自衛隊で陸上を続ける気持ちはなかったが、国体2位の実績もあり、山中は自衛隊体育学校の試験を受けることになる。ところが、陸上部は女子の採用がなかった。
「近代五種をやってみないか」
 そう声をかけたのが才藤だった。この一言が運命を変えた。
「高校まで陸上をやっていて、水泳の経験もある。近代五種に取り組む女子は日本でも数えるほどしかいません。何とか女子を育てたかったんです」
 それまで山中は近代五種という競技そのものを知らなかった。
「だけど、いろんな競技をやって楽しいかもと思いました。別のことをやってみたいと考えていたので、チャレンジすることにしました」

 しかし、5つの種目をこなすのは言うは易し行うは難しである。フェンシングでは剣を向けられて逃げ出したくなった。馬に乗っても落馬は日常茶飯事だった。
「まだ落ちるのはいいほうです。コントロールがきかず、バーッと走られるのが一番怖かった。止め方は習っていたのですが、どうすることもできなかった……」
 射撃も腕の筋力がなく、1キロの銃が支えきれなかった。山中のほかにも近代五種に誘われた選手はいたが、半年間の間に脱落していった。

 初心者がプラスに

「最初は体が細かったので体力が持つかなと心配していました。でも男子以上に精神力が強かった。根をあげず、黙々と頑張ることができるんです」
 才藤は山中の強みをこう評する。土佐弁では男勝りで負けん気が強い女性を“はちきん”と呼ぶ。山中はまさに“はちきん”だった。

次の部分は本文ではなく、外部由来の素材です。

// Copyright (c) 2026 Aperture Labs
// SPDX-License-Identifier: AGPL-3.0
//! Workspace Tool Cache (§4.5): resolves the live tool map for a workspace,
//! either by rehydrating a signature-matched cache snapshot or by rebuilding
//! from enabled `ToolSource` rows. Always rebuilds the privileged `discover`
//! tool over the resulting set (§9 "Discover tool"). Grounded on
//! `infrastructure::tool_router::rebuild_index`'s rebuild-on-change shape.

use crate::application::tool_compiler_service::ToolCompilerService;
use crate::domain::repository::ToolSourceRepository;
use crate::domain::tool::{
    ApprovalMode, InvocationContext, InvokeError, ToolDefinition, ToolInvoker, DISCOVER_TOOL_PATH,
};
use crate::infrastructure::workspace_tool_cache::{
    compute_signature, CachedSnapshot, SourceSignatureInput, WorkspaceToolCacheStore,
};
use async_trait::async_trait;
use std::collections::HashMap;
use std::sync::Arc;
use tracing::warn;

struct DiscoverInvoker {
    tool_paths: Vec<String>,
}

#[async_trait]
impl ToolInvoker for DiscoverInvoker {
    async fn invoke(&self, _input: serde_json::Value, ctx: &InvocationContext) -> Result<serde_json::Value, InvokeError> {
        let visible: Vec<&str> = self
            .tool_paths
            .iter()
            .map(|p| p.as_str())
            .filter(|p| (ctx.is_tool_allowed)(p))
            .collect();
        Ok(serde_json::json!({ "tools": visible }))
    }
}

fn discover_tool(tool_paths: Vec<String>) -> ToolDefinition {
    ToolDefinition {
        path: DISCOVER_TOOL_PATH.to_string(),
        description: "Enumerate tools currently callable by the caller".to_string(),
        approval_mode: ApprovalMode::Auto,
        origin_source: None,
        credential_spec: None,
        args_schema: serde_json::json!({ "type": "object" }),
        returns_schema: serde_json::json!({ "type": "object" }),
        is_graphql_source: false,
        invoker: Arc::new(DiscoverInvoker { tool_paths }),
    }
}

pub struct WorkspaceToolCacheService {
    sources: Arc<dyn ToolSourceRepository>,
    compiler: Arc<ToolCompilerService>,
    store: Arc<dyn WorkspaceToolCacheStore>,
    base_tools: Vec<ToolDefinition>,
}

impl WorkspaceToolCacheService {
    pub fn new(
        sources: Arc<dyn ToolSourceRepository>,
        compiler: Arc<ToolCompilerService>,
        store: Arc<dyn WorkspaceToolCacheStore>,
        base_tools: Vec<ToolDefinition>,
    ) -> Self {
        Self { sources, compiler, store, base_tools }
    }

    /// Returns the live, invocable tool map for `workspace`, keyed by path,
    /// including `discover` and every base and compiled-source tool.
    pub async fn tools_for_workspace(&self, workspace: &str) -> anyhow::Result<HashMap<String, ToolDefinition>> {
        let sources = self.sources.list_enabled_in_workspace(workspace).await?;
        let mut sorted_sources = sources;
        sorted_sources.sort_by_key(|s| s.id.0);

        let id_strings: Vec<String> = sorted_sources.iter().map(|s| s.id.0.to_string()).collect();
        let signature_inputs: Vec<SourceSignatureInput> = sorted_sources
            .iter()
            .zip(&id_strings)
            .map(|(s, id_str)| SourceSignatureInput {
                source_id: id_str,
                updated_at: s.updated_at,
                enabled: s.enabled,
            })
            .collect();
        let signature = compute_signature(workspace, &signature_inputs);

        if let Some(snapshot) = self.store.get(workspace, &signature).await {
            return Ok(self.assemble(snapshot.artifacts.into_iter().map(|a| self.compiler.rehydrate(&a)).collect()));
        }

        let outcomes = self.compiler.compile_all(&sorted_sources).await;
        let mut artifacts = Vec::new();
        let mut compiled_tools: Vec<ToolDefinition> = Vec::new();
        for outcome in outcomes {
            if let Some(warning) = &outcome.warning {
                warn!(source = %outcome.source_name, %warning, "tool source rebuild warning");
            }
            for (definition, artifact) in outcome.tools {
                compiled_tools.push(definition);
                artifacts.push(artifact);
            }
        }

        self.store
            .put(
                workspace,
                CachedSnapshot {
                    signature,
                    artifacts,
                    dts_storage_ids: HashMap::new(),
                },
                HashMap::new(),
            )
            .await;

        Ok(self.assemble(compiled_tools))
    }

    /// Merges base tools with compiled tools (later entries win on path
    /// conflict, §4.5 step 2d) and adds `discover` over the resulting set.
    fn assemble(&self, compiled_tools: Vec<ToolDefinition>) -> HashMap<String, ToolDefinition> {
        let mut map = HashMap::new();
        for tool in self.base_tools.iter().cloned() {
            map.insert(tool.path.clone(), tool);
        }
        for tool in compiled_tools {
            map.insert(tool.path.clone(), tool);
        }
        let mut paths: Vec<String> = map.keys().cloned().collect();
        paths.sort();
        map.insert(DISCOVER_TOOL_PATH.to_string(), discover_tool(paths));
        map
    }
}

#[cfg(test)]
mod tests {
    use super::*;
    use crate::application::tool_compiler_service::ToolCompilerService;
    use crate::domain::tool_source::{SourceConfig, SourceType, ToolSource};
    use crate::infrastructure::prepared_spec_cache::InMemoryPreparedSpecCache;
    use crate::infrastructure::repositories::in_memory::InMemoryToolSourceRepository;
    use crate::infrastructure::tool_sources::graphql::GraphqlCompiler;
    use crate::infrastructure::tool_sources::mcp::McpCompiler;
    use crate::infrastructure::tool_sources::openapi::OpenApiCompiler;
    use crate::infrastructure::workspace_tool_cache::InMemoryWorkspaceToolCacheStore;

    async fn service_with_source() -> (WorkspaceToolCacheService, Arc<InMemoryToolSourceRepository>) {
        let sources = Arc::new(InMemoryToolSourceRepository::new());
        sources
            .save(&ToolSource::new(
                "ws_1".to_string(),
                "notion".to_string(),
                SourceType::Mcp,
                SourceConfig(serde_json::json!({
                    "url": "https://mcp.example.com",
                    "tools": [{"name": "search"}],
                })),
            ))
            .await
            .unwrap();
        let compiler = Arc::new(ToolCompilerService::new(
            Arc::new(OpenApiCompiler::new(Arc::new(InMemoryPreparedSpecCache::new()), 300_000)),
            Arc::new(GraphqlCompiler::new()),
            Arc::new(McpCompiler::new()),
        ));
        let store = Arc::new(InMemoryWorkspaceToolCacheStore::new());
        let service = WorkspaceToolCacheService::new(sources.clone(), compiler, store, Vec::new());
        (service, sources)
    }

    #[tokio::test]
    async fn rebuild_includes_compiled_tools_and_discover() {
        let (service, _sources) = service_with_source().await;
        let tools = service.tools_for_workspace("ws_1").await.unwrap();
        assert!(tools.contains_key("notion.search"));
        assert!(tools.contains_key(DISCOVER_TOOL_PATH));
    }

    #[tokio::test]
    async fn second_call_with_unchanged_sources_hits_the_cache() {
        let (service, _sources) = service_with_source().await;
        let first = service.tools_for_workspace("ws_1").await.unwrap();
        let second = service.tools_for_workspace("ws_1").await.unwrap();
        assert_eq!(first.len(), second.len());
        assert!(second.contains_key("notion.search"));
    }

    #[tokio::test]
    async fn discover_filters_by_is_tool_allowed() {
        let (service, _sources) = service_with_source().await;
        let tools = service.tools_for_workspace("ws_1").await.unwrap();
        let discover = tools.get(DISCOVER_TOOL_PATH).unwrap();
        let ctx = InvocationContext {
            task_id: crate::domain::task::TaskId::new(),
            workspace: "ws_1".to_string(),
            actor: "actor_1".to_string(),
            client: None,
            credential_headers: None,
            is_tool_allowed: Arc::new(|path: &str| path == "notion.search"),
        };
        let result = discover.invoker.invoke(serde_json::json!({}), &ctx).await.unwrap();
        let visible = result["tools"].as_array().unwrap();
        assert_eq!(visible.len(), 1);
        assert_eq!(visible[0], "notion.search");
    }
}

 射撃では初心者だったことが逆にアドバンテージになった。ちょうどその頃、競技で使用する銃がエアピストルからレーザーピストルに代わり、経験のある選手たちは適応に苦慮していたからだ。実際に銃口から弾が飛び出すエアピストルと、弾を使用しないレーザーピストルでは軌道が異なり、感覚が微妙に違う。最初からレーザー射撃に取り組んだ山中は、みるみる力をつけた。もともと自信のあった長距離走と合わせ、コンバイントだけなら充分、世界レベルだ。競技を始めて1年半で参加したローマの大会では予選でコンバイントは1番になった。

「やればやるほど伸びていく。そこにやりがいを感じますね」
 山中は近代五種の魅力をそう明かす。「ただ……」と前置きして、「いまだに各種目の細かいルールはよく分からないんですよ」と笑った。5つの競技を1日で実施する近代五種では体力面はもちろん、精神面の強さも問われる。たとえ、ひとつの種目の結果が悪くても気持ちをいかに切り替えるかも大切な要素だ。そんな屈託のなさも彼女の強みなのかもしれない。 

(第4回へつづく)
>>第2回はこちら

山中詩乃(やまなか・しの)プロフィール>
1990年8月3日、高知県生まれ。幼稚園から水泳をはじめ、城北中では駅伝メンバーに選ばれて県大会優勝。中3から4年連続で都道府県対抗駅伝の県代表に選ばれる。山田高では2年時に全国高校女子駅伝で県勢初の8位入賞に貢献。3年時は大分国体少年女子A5000メートルで2位に入る。09年に自衛隊入隊。近代五種を始める。転向後1年半で迎えた11年5月のアジア・オセアニア選手権(中国・成都)で5位に入り、黒須成美とともに日本女子初のロンドン五輪出場権を獲得した。身長158センチ、体重40キロ。